Silas the Exception
I greatly enjoyed reading your article concerning black Southern soldiers and Silas Chandler [February 2012]. Two thoughts came to mind: First, there should be no reason to dismiss the possibility that Andrew and Silas had a common bond in a time of great horror. Despite social differences, there can be surprising bonds of friendship and love, especially in times of great upheaval. Second, given that Silas could actually have served as a soldier and not just a servant despite a lack of official documentation to prove it, that does not mean he should be used to represent a fictional larger movement of mass black volunteers for the Confederacy. Silas is more the exception than the standard. Some blacks may have volunteered for the South, but that doesn’t justify slavery in the Confederacy before or during the war.
Eden Prairie, Minn.
Let’s Reconsider Lee’s Lost Triumph
Regarding Glenn Tucker’s piece “Longstreet—Culprit or Scapegoat?” reprinted in the February issue, it seems to me that the arguments for and against Longstreet’s being a culprit or scapegoat at Gettysburg are insignificant without a complete consideration of Tom Carhart’s thesis, wherein he examines Lee’s real plan at Gettysburg— and why it failed. Carhart’s book Lost Triumph was published in 2005. Yet that same argument was around long before. In fact, it was mentioned by Mary Custis Lee, daughter of General Lee, days before she died in 1918.

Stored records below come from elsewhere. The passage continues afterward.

use rand::SeedableRng;
use rand_chacha::ChaCha20Rng;

use crate::allocation::{AllocationScheme, CoefficientScheme, CombinationOrder};
use crate::ballot::{Ballot, WeightUnits};
use crate::error::{Error, Result};
use crate::kmeans::{self, update_centroids, EmptyClusterPolicy, KMeansConfig, Seeding};
use crate::metric::{DistanceMetric, Metric};
use crate::synthetic::generate_ballots;

fn ballots_from_vectors(vectors: &[Vec<f64>]) -> Vec<Ballot> {
    vectors
        .iter()
        .map(|v| {
            let pairs: Vec<(usize, f64)> = v.iter().enumerate().map(|(i, &w)| (i + 1, w)).collect();
            Ballot::from_pairs(&pairs)
        })
        .collect()
}

#[test]
fn test_fixed_seed_scenario() {
    let ballots = ballots_from_vectors(&[vec![5.0, 5.0], vec![9.0, 0.0], vec![9.0, 0.0]]);
    let config = KMeansConfig::new(2).with_fixed_seeds(vec![0, 1]);
    let run = kmeans::run(&ballots, &config).unwrap();

    assert_eq!(run.initial_centroids, vec![0, 1]);
    assert_eq!(run.centroids, vec![vec![5.0, 5.0], vec![9.0, 0.0]]);
    assert_eq!(run.assignments, vec![0, 1, 1]);
    assert_eq!(run.iterations, 1);
    assert!(run.converged);
    assert_eq!(run.clusters[0].size, 1);
    assert_eq!(run.clusters[1].size, 2);
    assert_eq!(run.projects, 2);
}

#[test]
fn test_configuration_errors_surface_first() {
    let ballots = ballots_from_vectors(&[vec![1.0], vec![2.0]]);
    let cases = vec![
        KMeansConfig::new(3),
        KMeansConfig::new(0),
        KMeansConfig::new(1).with_max_iterations(0),
        KMeansConfig::new(1).with_tolerance(-1.0),
        KMeansConfig::new(1).with_tolerance(f64::NAN),
        KMeansConfig::new(2).with_fixed_seeds(vec![0]),
        KMeansConfig::new(2).with_fixed_seeds(vec![0, 2]),
    ];
    for config in cases {
        assert!(
            matches!(kmeans::run(&ballots, &config), Err(Error::InvalidConfiguration(_))),
            "{:?} should be rejected",
            config
        );
    }
    assert!(matches!(
        kmeans::run(&[], &KMeansConfig::new(1)),
        Err(Error::InvalidConfiguration(_))
    ));
}

#[test]
fn test_invalid_ballot_is_reported() {
    let ballots = vec![Ballot::from_pairs(&[(1, 1.0)]), Ballot::from_pairs(&[(2, -3.0)])];
    let config = KMeansConfig::new(1).with_seed(1);
    assert!(matches!(
        kmeans::run(&ballots, &config),
        Err(Error::InvalidBallot { ballot: 1, .. })
    ));
}

#[test]
fn test_iteration_cap_is_soft() {
    let ballots = ballots_from_vectors(&[vec![0.0], vec![1.0], vec![10.0], vec![11.0]]);
    let capped = KMeansConfig::new(2)
        .with_fixed_seeds(vec![0, 1])
        .with_max_iterations(1)
        .with_tolerance(0.0);
    let run = kmeans::run(&ballots, &capped).unwrap();
    assert_eq!(run.iterations, 1);
    assert!(!run.converged);
    assert_eq!(run.assignments, vec![0, 1, 1, 1]);

    let free = capped.with_max_iterations(100);
    let run = kmeans::run(&ballots, &free).unwrap();
    assert!(run.converged);
    assert_eq!(run.iterations, 3);
    assert_eq!(run.assignments, vec![0, 0, 1, 1]);
    assert_eq!(run.centroids, vec![vec![0.5], vec![10.5]]);
}

#[test]
fn test_every_voter_lands_in_one_cluster() {
    let mut rng = ChaCha20Rng::seed_from_u64(11);
    let ballots = generate_ballots(60, 8, 50, &mut rng).unwrap();
    for metric in [Metric::SquaredEuclidean, Metric::Euclidean, Metric::Cosine] {
        for k in [1, 3, 7] {
            let config = KMeansConfig::new(k).with_metric(metric).with_seed(k as u64);
            let run = kmeans::run(&ballots, &config).unwrap();
            assert_eq!(run.assignments.len(), ballots.len());
            assert!(run.assignments.iter().all(|&c| c < k));
            assert_eq!(run.clusters.iter().map(|c| c.size).sum::<usize>(), ballots.len());
            assert_eq!(run.initial_centroids.len(), k);
            assert!(run.iterations >= 1 && run.iterations <= config.max_iterations);
        }
    }
}

#[test]
fn test_cosine_groups_by_direction() {
    let ballots = ballots_from_vectors(&[
        vec![1.0, 0.0, 0.0],
        vec![40.0, 1.0, 0.0],
        vec![0.0, 2.0, 2.0],
        vec![0.0, 30.0, 31.0],
    ]);
    let config = KMeansConfig::new(2)
        .with_metric(Metric::Cosine)
        .with_fixed_seeds(vec![0, 2])
        .with_tolerance(1e-9);
    let run = kmeans::run(&ballots, &config).unwrap();
    assert_eq!(run.assignments, vec![0, 0, 1, 1]);
    assert!(run.converged);
}

#[test]
fn test_seeded_runs_are_reproducible() {
    let mut rng = ChaCha20Rng::seed_from_u64(2024);
    let ballots = generate_ballots(40, 6, 20, &mut rng).unwrap();
    let config = KMeansConfig::new(4).with_seed(77);
    let a = kmeans::run(&ballots, &config).unwrap();
    let b = kmeans::run(&ballots, &config).unwrap();
    assert_eq!(a, b);
}

#[test]
fn test_converged_centroids_are_a_fixed_point() {
    let mut rng = ChaCha20Rng::seed_from_u64(5);
    let ballots = generate_ballots(50, 5, 30, &mut rng).unwrap();
    let config = KMeansConfig::new(3).with_seed(9).with_tolerance(1e-6);
    let run = kmeans::run(&ballots, &config).unwrap();
    assert!(run.converged);

    let again = update_centroids(
        &run.weights,
        &run.assignments,
        &run.centroids,
        EmptyClusterPolicy::RetainPrevious,
    )
    .unwrap();
    for (a, b) in run.centroids.iter().flatten().zip(again.centroids.iter().flatten()) {
        assert!((a - b).abs() <= config.tolerance);
    }
}

#[test]
fn test_empty_cluster_policies() {
    // both seeds are the same vector, so the first one takes every exact match
    let ballots = ballots_from_vectors(&[vec![0.0, 1.0], vec![0.0, 1.0], vec![0.0, 1.0]]);
    let retain = KMeansConfig::new(2).with_fixed_seeds(vec![0, 1]);
    let run = kmeans::run(&ballots, &retain).unwrap();
    assert_eq!(run.assignments, vec![0, 0, 0]);
    assert_eq!(run.empty_clusters, vec![1]);
    assert_eq!(run.clusters[1].size, 0);
    assert_eq!(run.allocation.coefficients[1].value, 1.0);
    assert!(run.centroids.iter().flatten().all(|x| x.is_finite()));

    let fail = retain.with_empty_cluster_policy(EmptyClusterPolicy::Fail);
    assert_eq!(kmeans::run(&ballots, &fail), Err(Error::DegenerateCluster(1)));
}

#[test]
fn test_voice_credits_are_squared_once() {
    let ballots = ballots_from_vectors(&[vec![2.0, 0.0], vec![3.0, 1.0]]);
    let config = KMeansConfig::new(1)
        .with_seed(1)
        .with_weight_units(WeightUnits::VoiceCredits);
    let run = kmeans::run(&ballots, &config).unwrap();
    assert_eq!(run.weights, vec![vec![4.0, 0.0], vec![9.0, 1.0]]);
    // (sqrt(4) + sqrt(9))^2
    assert_eq!(run.traditional_qf()[0], 25.0);

    let raw = kmeans::run(&ballots, &config.clone().with_weight_units(WeightUnits::Contributions)).unwrap();
    assert_eq!(raw.weights, vec![vec![2.0, 0.0], vec![3.0, 1.0]]);
}

#[test]
fn test_all_allocation_variants() {
    let mut rng = ChaCha20Rng::seed_from_u64(31);
    let ballots = generate_ballots(30, 4, 25, &mut rng).unwrap();
    let run = kmeans::run(&ballots, &KMeansConfig::new(3).with_seed(3)).unwrap();

    let all = run.allocate_all().unwrap();
    assert_eq!(all.len(), 4);
    for (allocation, scheme) in all.iter().zip(AllocationScheme::ALL) {
        assert_eq!(allocation.scheme, scheme);
        assert_eq!(allocation.cluster_qf.len(), run.projects);
        assert_eq!(allocation.traditional_qf, run.traditional_qf());
        if scheme.coefficient == CoefficientScheme::Complement {
            for (c, t) in allocation.cluster_qf.iter().zip(&allocation.traditional_qf) {
                assert!(*c <= *t + 1e-9);
            }
        }
    }

    let default_scheme =
        AllocationScheme::new(CoefficientScheme::Complement, CombinationOrder::SquareAfter);
    assert_eq!(run.allocation, run.allocate(default_scheme).unwrap());
}

#[test]
fn test_validity_is_reported() {
    let ballots = ballots_from_vectors(&[
        vec![0.0, 0.0],
        vec![0.0, 2.0],
        vec![10.0, 0.0],
        vec![10.0, 2.0],
    ]);
    let config = KMeansConfig::new(2).with_fixed_seeds(vec![0, 2]);
    let run = kmeans::run(&ballots, &config).unwrap();
    assert_eq!(run.assignments, vec![0, 0, 1, 1]);
    assert!((run.wcss() - 4.0).abs() < 1e-12);
    assert!((run.davies_bouldin_index() - 0.2).abs() < 1e-12);
    assert!((run.dunn_index() - 5.0).abs() < 1e-12);
    assert!(run.silhouette_score() > 0.7);
}

/// Sum of absolute differences, plugged in from outside the crate's metric set.
#[derive(Debug)]
struct Manhattan;

impl DistanceMetric for Manhattan {
    fn name(&self) -> &'static str {
        "manhattan"
    }

    fn measure(&self, a: &[f64], b: &[f64]) -> Result<f64> {
        if a.len() != b.len() {
            return Err(Error::LengthMismatch {
                left: a.len(),
                right: b.len(),
            });
        }
        Ok(a.iter().zip(b).map(|(x, y)| (x - y).abs()).sum())
    }
}

#[test]
fn test_custom_metric_injection() {
    let ballots = ballots_from_vectors(&[vec![0.0, 0.0], vec![1.0, 1.0], vec![20.0, 20.0]]);
    let config = KMeansConfig::new(2).with_seeding(Seeding::Fixed(vec![0, 2]));
    let mut rng = ChaCha20Rng::seed_from_u64(0);
    let run = kmeans::run_with_metric(&ballots, &config, &Manhattan, &mut rng).unwrap();
    assert_eq!(run.assignments, vec![0, 0, 1]);
}

#[test]
fn test_explicit_project_count_widens_vectors() {
    let ballots = ballots_from_vectors(&[vec![1.0], vec![4.0]]);
    let config = KMeansConfig::new(1).with_seed(0).with_projects(3);
    let run = kmeans::run(&ballots, &config).unwrap();
    assert_eq!(run.projects, 3);
    assert_eq!(run.weights[1], vec![4.0, 0.0, 0.0]);
    assert_eq!(run.traditional_qf(), &[9.0, 0.0, 0.0]);
}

The thesis is that Lee did not put all his eggs in one basket—Pickett’s Charge—on July 3. While Pickett was striking the center of Meade’s line, J.E.B. Stuart’s cavalry was supposed to be hitting the same point from the rear. Due to George Custer’s heroics in interdicting J.E.B., Meade and Lincoln…and the Union…were saved that day from disaster.
Fleming Island, Fla.
Bring Back the Staples!
As a longtime subscriber to Civil War Times, I can’t tell you how disappointed I was to see my December issue’s binding was glued, not stapled. To me this is a major downgrade.
Editor’s note: Gluing the pages, which is called perfect binding, is considered an upgrade, as it gives CWT a spine that is easy to read when shelved, as well as a more substantial feel overall.
Fan Mail From a New Generation
We received this note from a youngster who talked with Editor Dana B. Shoaf at the Macculloch Hall Historical Museum:
“Thank you so much for all the magazines you sent! I enjoy learning about the Civil War and World War II so much. Also perfect timing. We’re learning about the Civil War in class, and need to do a report on it! Lastly you added something to my Christmas wish list—toy army figures!”